## [EXERCISE DIRECTIONS]
Using the data below, return every line that holds the word "HashMap".

## [DATA FOR THIS TASK]
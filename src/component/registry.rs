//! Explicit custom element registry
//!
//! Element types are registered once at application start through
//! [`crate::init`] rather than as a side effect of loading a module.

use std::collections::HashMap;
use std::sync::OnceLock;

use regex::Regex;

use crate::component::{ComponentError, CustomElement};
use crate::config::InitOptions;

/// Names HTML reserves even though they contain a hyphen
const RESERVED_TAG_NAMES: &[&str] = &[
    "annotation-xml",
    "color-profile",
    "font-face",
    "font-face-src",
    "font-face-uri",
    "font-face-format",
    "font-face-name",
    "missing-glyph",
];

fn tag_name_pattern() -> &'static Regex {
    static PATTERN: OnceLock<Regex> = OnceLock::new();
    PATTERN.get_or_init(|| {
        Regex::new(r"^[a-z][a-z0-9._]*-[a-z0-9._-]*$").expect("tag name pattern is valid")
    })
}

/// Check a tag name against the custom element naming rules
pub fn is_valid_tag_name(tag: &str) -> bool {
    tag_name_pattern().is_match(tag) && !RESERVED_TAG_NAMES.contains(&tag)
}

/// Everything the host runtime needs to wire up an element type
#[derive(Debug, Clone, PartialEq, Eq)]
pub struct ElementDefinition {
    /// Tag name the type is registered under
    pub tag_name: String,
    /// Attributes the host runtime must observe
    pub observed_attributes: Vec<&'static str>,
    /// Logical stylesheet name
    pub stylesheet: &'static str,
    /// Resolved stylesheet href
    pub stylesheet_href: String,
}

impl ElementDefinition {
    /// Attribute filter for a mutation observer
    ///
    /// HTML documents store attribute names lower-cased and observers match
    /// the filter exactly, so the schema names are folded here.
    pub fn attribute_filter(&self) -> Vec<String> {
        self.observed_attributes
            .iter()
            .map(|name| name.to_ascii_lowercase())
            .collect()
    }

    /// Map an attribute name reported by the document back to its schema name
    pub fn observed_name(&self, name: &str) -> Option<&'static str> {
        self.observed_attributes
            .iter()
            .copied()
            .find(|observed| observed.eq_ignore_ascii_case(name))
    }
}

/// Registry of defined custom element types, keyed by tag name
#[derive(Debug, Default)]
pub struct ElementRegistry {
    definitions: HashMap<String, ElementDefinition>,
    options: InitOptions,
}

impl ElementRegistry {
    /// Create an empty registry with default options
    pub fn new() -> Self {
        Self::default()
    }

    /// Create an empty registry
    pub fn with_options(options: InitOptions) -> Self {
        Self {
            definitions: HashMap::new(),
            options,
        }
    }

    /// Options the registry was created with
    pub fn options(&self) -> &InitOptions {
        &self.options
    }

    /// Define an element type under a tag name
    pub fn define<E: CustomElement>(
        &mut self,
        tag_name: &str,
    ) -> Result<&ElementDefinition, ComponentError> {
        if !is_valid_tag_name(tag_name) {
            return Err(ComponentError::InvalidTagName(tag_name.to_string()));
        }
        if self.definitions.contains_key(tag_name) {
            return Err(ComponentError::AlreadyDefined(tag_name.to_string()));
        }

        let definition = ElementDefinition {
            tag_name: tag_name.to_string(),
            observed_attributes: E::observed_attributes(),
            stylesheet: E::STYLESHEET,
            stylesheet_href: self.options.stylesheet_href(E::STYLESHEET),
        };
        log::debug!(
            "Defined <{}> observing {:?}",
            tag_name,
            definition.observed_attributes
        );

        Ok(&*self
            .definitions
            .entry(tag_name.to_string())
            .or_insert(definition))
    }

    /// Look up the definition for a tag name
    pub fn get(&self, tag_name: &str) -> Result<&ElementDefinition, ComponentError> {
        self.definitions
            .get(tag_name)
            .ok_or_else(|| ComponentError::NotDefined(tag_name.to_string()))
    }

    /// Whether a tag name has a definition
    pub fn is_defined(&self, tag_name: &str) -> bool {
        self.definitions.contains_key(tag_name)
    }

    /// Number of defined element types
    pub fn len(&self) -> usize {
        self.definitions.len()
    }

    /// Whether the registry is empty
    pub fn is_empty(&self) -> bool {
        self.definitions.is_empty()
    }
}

--

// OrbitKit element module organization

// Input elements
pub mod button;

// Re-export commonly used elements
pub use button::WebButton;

## [ANSWER AREA]
use std::collections::HashMap;
    definitions: HashMap<String, ElementDefinition>,
            definitions: HashMap::new(),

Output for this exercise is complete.